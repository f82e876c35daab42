//! Scan configuration.
//!
//! There is no configuration file. A [`ScanConfig`] is assembled from the
//! command line (with environment fallbacks handled by clap) and handed to
//! the pipeline, which never consults global state.

use std::path::Path;

use ignore::gitignore::{Gitignore, GitignoreBuilder};

use crate::cli::Cli;
use crate::scanner::HashAlgorithm;

/// Default cap on simultaneously open files / in-flight hashes.
pub const DEFAULT_MAX_CONCURRENCY: usize = 30;

/// Directory names pruned by default: VCS metadata, dependency caches,
/// tool state and build output.
pub const DEFAULT_EXCLUDED_DIRS: &[&str] = &[
    ".git",
    ".venv",
    "venv",
    "node_modules",
    "__pycache__",
    ".idea",
    ".vscode",
    ".cache",
    ".cargo",
    ".config",
    ".docker",
    ".local",
    ".rustup",
    ".themes",
    "target",
    "go",
    "build",
    "dist",
    "vendor",
];

/// Errors raised while building a configuration.
#[derive(thiserror::Error, Debug)]
pub enum ConfigError {
    /// An exclusion pattern could not be compiled.
    #[error("Invalid exclude pattern '{pattern}': {source}")]
    InvalidPattern {
        /// The offending pattern
        pattern: String,
        /// The underlying matcher error
        #[source]
        source: ignore::Error,
    },
}

/// Set of directory-name patterns whose subtrees are pruned from the walk.
///
/// Patterns use gitignore syntax and are matched against a directory's own
/// name, so `node_modules` and `*.egg-info` both work as expected.
#[derive(Debug, Clone)]
pub struct ExcludeSet {
    patterns: Vec<String>,
    matcher: Option<Gitignore>,
}

impl Default for ExcludeSet {
    fn default() -> Self {
        Self::empty()
    }
}

impl ExcludeSet {
    /// An exclusion set that prunes nothing.
    #[must_use]
    pub fn empty() -> Self {
        Self {
            patterns: Vec::new(),
            matcher: None,
        }
    }

    /// The built-in exclusion set ([`DEFAULT_EXCLUDED_DIRS`]).
    #[must_use]
    pub fn defaults() -> Self {
        let mut builder = GitignoreBuilder::new("");
        for name in DEFAULT_EXCLUDED_DIRS {
            // Plain names are always valid gitignore lines.
            let _ = builder.add_line(None, name);
        }
        Self {
            patterns: DEFAULT_EXCLUDED_DIRS.iter().map(|s| (*s).to_string()).collect(),
            matcher: builder.build().ok(),
        }
    }

    /// Compile an exclusion set from arbitrary patterns.
    ///
    /// # Errors
    ///
    /// Returns [`ConfigError::InvalidPattern`] for the first pattern that
    /// does not compile.
    pub fn new<I, S>(patterns: I) -> Result<Self, ConfigError>
    where
        I: IntoIterator<Item = S>,
        S: Into<String>,
    {
        let patterns: Vec<String> = patterns.into_iter().map(Into::into).collect();
        if patterns.is_empty() {
            return Ok(Self::empty());
        }

        let mut builder = GitignoreBuilder::new("");
        for pattern in &patterns {
            builder
                .add_line(None, pattern)
                .map_err(|source| ConfigError::InvalidPattern {
                    pattern: pattern.clone(),
                    source,
                })?;
        }
        let matcher = builder.build().map_err(|source| ConfigError::InvalidPattern {
            pattern: patterns.join(", "),
            source,
        })?;

        Ok(Self {
            patterns,
            matcher: Some(matcher),
        })
    }

    /// The patterns this set was built from.
    #[must_use]
    pub fn patterns(&self) -> &[String] {
        &self.patterns
    }

    /// Whether a directory called `name` should be pruned.
    #[must_use]
    pub fn is_excluded(&self, name: &str) -> bool {
        match &self.matcher {
            Some(gi) => gi.matched(Path::new(name), true).is_ignore(),
            None => false,
        }
    }
}

/// Everything a single scan needs.
#[derive(Debug, Clone)]
pub struct ScanConfig {
    /// Maximum number of concurrent hash tasks (at least 1).
    pub max_concurrency: usize,
    /// Directory names to prune.
    pub excludes: ExcludeSet,
    /// Content digest algorithm.
    pub algorithm: HashAlgorithm,
    /// Confirm hash groups with a byte-for-byte comparison.
    pub paranoid: bool,
}

impl Default for ScanConfig {
    fn default() -> Self {
        Self::new()
    }
}

impl ScanConfig {
    /// Configuration with default settings.
    #[must_use]
    pub fn new() -> Self {
        Self {
            max_concurrency: DEFAULT_MAX_CONCURRENCY,
            excludes: ExcludeSet::defaults(),
            algorithm: HashAlgorithm::default(),
            paranoid: false,
        }
    }

    /// Set the concurrency cap (clamped to at least 1).
    #[must_use]
    pub fn with_max_concurrency(mut self, n: usize) -> Self {
        self.max_concurrency = n.max(1);
        self
    }

    /// Replace the exclusion set.
    #[must_use]
    pub fn with_excludes(mut self, excludes: ExcludeSet) -> Self {
        self.excludes = excludes;
        self
    }

    /// Set the digest algorithm.
    #[must_use]
    pub fn with_algorithm(mut self, algorithm: HashAlgorithm) -> Self {
        self.algorithm = algorithm;
        self
    }

    /// Enable or disable byte-for-byte verification.
    #[must_use]
    pub fn with_paranoid(mut self, paranoid: bool) -> Self {
        self.paranoid = paranoid;
        self
    }

    /// Build a configuration from parsed command-line arguments.
    ///
    /// # Errors
    ///
    /// Fails if an exclusion pattern is invalid.
    pub fn from_cli(cli: &Cli) -> Result<Self, ConfigError> {
        let mut patterns: Vec<String> = if cli.no_default_excludes {
            Vec::new()
        } else {
            DEFAULT_EXCLUDED_DIRS.iter().map(|s| (*s).to_string()).collect()
        };
        patterns.extend(cli.exclude.iter().cloned());
        let excludes = ExcludeSet::new(patterns)?;

        Ok(Self::new()
            .with_max_concurrency(cli.max_concurrency)
            .with_excludes(excludes)
            .with_algorithm(cli.algorithm)
            .with_paranoid(cli.paranoid))
    }
}
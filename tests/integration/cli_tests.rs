//! End-to-end tests through `run_app_with_output` and the compiled binary.

use clap::Parser;
use dupescan::cli::Cli;
use dupescan::error::ExitCode;
use dupescan::scanner::{HashAlgorithm, Hasher};
use std::fs;
use std::path::Path;
use std::process::Command;
use tempfile::tempdir;

fn run(args: &[&str]) -> (anyhow::Result<ExitCode>, String) {
    let cli = Cli::try_parse_from(args.iter().copied()).unwrap();
    let mut out = Vec::new();
    let result = dupescan::run_app_with_output(cli, &mut out);
    (result, String::from_utf8(out).unwrap())
}

fn binary() -> Command {
    Command::new(env!("CARGO_BIN_EXE_dupescan"))
}

fn scenario_a(root: &Path) {
    fs::write(root.join("a.txt"), b"hello").unwrap();
    fs::write(root.join("b.txt"), b"hello").unwrap();
    fs::write(root.join("c.txt"), b"world!").unwrap();
}

#[test]
fn test_text_report_with_duplicates() {
    let dir = tempdir().unwrap();
    scenario_a(dir.path());
    let root = dir.path().to_str().unwrap();

    let (result, out) = run(&["dupescan", "--no-progress", root]);

    assert_eq!(result.unwrap(), ExitCode::Success);
    let digest = Hasher::default().hash_bytes(b"hello");
    let expected_head = format!(
        "Duplicate files found:\n\nHash: {digest}\n  {}\n  {}\n",
        dir.path().join("a.txt").display(),
        dir.path().join("b.txt").display()
    );
    assert!(out.starts_with(&expected_head), "unexpected report:\n{out}");
    assert!(!out.contains("c.txt"));
    assert!(out.contains("\nFiles scanned: 3\n"));
    assert!(out.contains("\nTotal files size sum: 0 MB 0 KB\n"));
    assert!(out.contains("\nTime taken: "));
    assert!(out.contains("\nDuplicate groups: 1\n"));
}

#[test]
fn test_text_report_all_unique() {
    let dir = tempdir().unwrap();
    fs::write(dir.path().join("only.txt"), b"hello").unwrap();

    let (result, out) = run(&["dupescan", "--no-progress", dir.path().to_str().unwrap()]);

    assert_eq!(result.unwrap(), ExitCode::Success);
    assert!(out.starts_with("All files are unique\n"));
    assert!(out.contains("Files scanned: 1"));
    assert!(out.contains("Duplicate groups: 0"));
}

#[test]
fn test_file_root_prints_unique_report() {
    let dir = tempdir().unwrap();
    let file = dir.path().join("only.txt");
    fs::write(&file, b"hello").unwrap();

    let (result, out) = run(&["dupescan", "--no-progress", file.to_str().unwrap()]);

    assert_eq!(result.unwrap(), ExitCode::Success);
    assert!(out.starts_with("All files are unique\n"));
    assert!(out.contains("Files scanned: 1"));
}

#[test]
fn test_total_size_line() {
    let dir = tempdir().unwrap();
    fs::write(dir.path().join("big.bin"), vec![1u8; 1024 * 1024 + 3 * 1024]).unwrap();

    let (_, out) = run(&["dupescan", "-q", dir.path().to_str().unwrap()]);

    assert!(out.contains("Total files size sum: 1 MB 3 KB"));
}

#[test]
fn test_json_report() {
    let dir = tempdir().unwrap();
    scenario_a(dir.path());

    let (result, out) = run(&[
        "dupescan",
        "--output",
        "json",
        "--algorithm",
        "sha256",
        dir.path().to_str().unwrap(),
    ]);

    assert_eq!(result.unwrap(), ExitCode::Success);
    let value: serde_json::Value = serde_json::from_str(&out).unwrap();
    assert_eq!(
        value["duplicates"][0]["hash"],
        Hasher::new(HashAlgorithm::Sha256).hash_bytes(b"hello")
    );
    assert_eq!(value["duplicates"][0]["files"].as_array().unwrap().len(), 2);
    assert_eq!(value["all_unique"], false);
    assert_eq!(value["summary"]["files_scanned"], 3);
    assert_eq!(value["summary"]["total_size"], 16);
    assert_eq!(value["summary"]["algorithm"], "sha256");
}

#[test]
fn test_json_report_all_unique() {
    let dir = tempdir().unwrap();
    fs::write(dir.path().join("only.txt"), b"hello").unwrap();

    let (result, out) = run(&["dupescan", "-o", "json", dir.path().to_str().unwrap()]);

    assert_eq!(result.unwrap(), ExitCode::Success);
    let value: serde_json::Value = serde_json::from_str(&out).unwrap();
    assert_eq!(value["all_unique"], true);
    assert!(value["duplicates"].as_array().unwrap().is_empty());
    assert_eq!(value["summary"]["duplicate_groups"], 0);
}

#[test]
fn test_missing_root_prints_nothing() {
    let dir = tempdir().unwrap();
    let missing = dir.path().join("gone");

    let (result, out) = run(&["dupescan", "--no-progress", missing.to_str().unwrap()]);

    let err = result.unwrap_err();
    assert!(err.to_string().contains("gone"));
    assert!(out.is_empty());
}

#[test]
fn test_invalid_exclude_pattern_is_error() {
    let dir = tempdir().unwrap();

    let (result, out) = run(&["dupescan", "-e", "[", dir.path().to_str().unwrap()]);

    assert!(result.is_err());
    assert!(out.is_empty());
}

#[test]
fn test_binary_scenario_a() {
    let dir = tempdir().unwrap();
    scenario_a(dir.path());

    let output = binary()
        .arg("--no-progress")
        .arg(dir.path())
        .env_remove("RUST_LOG")
        .output()
        .unwrap();

    assert_eq!(output.status.code(), Some(0));
    let stdout = String::from_utf8_lossy(&output.stdout);
    assert!(stdout.starts_with("Duplicate files found:"));
    assert!(stdout.contains("Duplicate groups: 1"));
}

#[test]
fn test_binary_defaults_to_current_directory() {
    let dir = tempdir().unwrap();
    fs::write(dir.path().join("x.txt"), b"one").unwrap();

    let output = binary()
        .arg("--no-progress")
        .current_dir(dir.path())
        .output()
        .unwrap();

    assert_eq!(output.status.code(), Some(0));
    assert!(String::from_utf8_lossy(&output.stdout).contains("Files scanned: 1"));
}

#[test]
fn test_binary_missing_root_exits_one() {
    let dir = tempdir().unwrap();

    let output = binary()
        .arg(dir.path().join("nope"))
        .output()
        .unwrap();

    assert_eq!(output.status.code(), Some(1));
    assert!(output.stdout.is_empty());
    assert!(String::from_utf8_lossy(&output.stderr).contains("Error:"));
}

#[test]
fn test_binary_two_paths_is_usage_error() {
    let output = binary().args(["/a", "/b"]).output().unwrap();

    assert_eq!(output.status.code(), Some(1));
    assert!(output.stdout.is_empty());
    assert!(!output.stderr.is_empty());
}

#[test]
fn test_binary_help_exits_zero() {
    let output = binary().arg("--help").output().unwrap();

    assert_eq!(output.status.code(), Some(0));
    let stdout = String::from_utf8_lossy(&output.stdout);
    assert!(stdout.contains("--max-concurrency"));
    assert!(stdout.contains("--exclude"));
}

#[test]
fn test_binary_version_exits_zero() {
    let output = binary().arg("--version").output().unwrap();

    assert_eq!(output.status.code(), Some(0));
    assert!(String::from_utf8_lossy(&output.stdout).contains(env!("CARGO_PKG_VERSION")));
}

GOAL OF THE EXERCISE: Your response should contain each line of the entries above that holds the string "struct".

ANSWER SPACE:
pub struct ExcludeSet {
pub struct ScanConfig {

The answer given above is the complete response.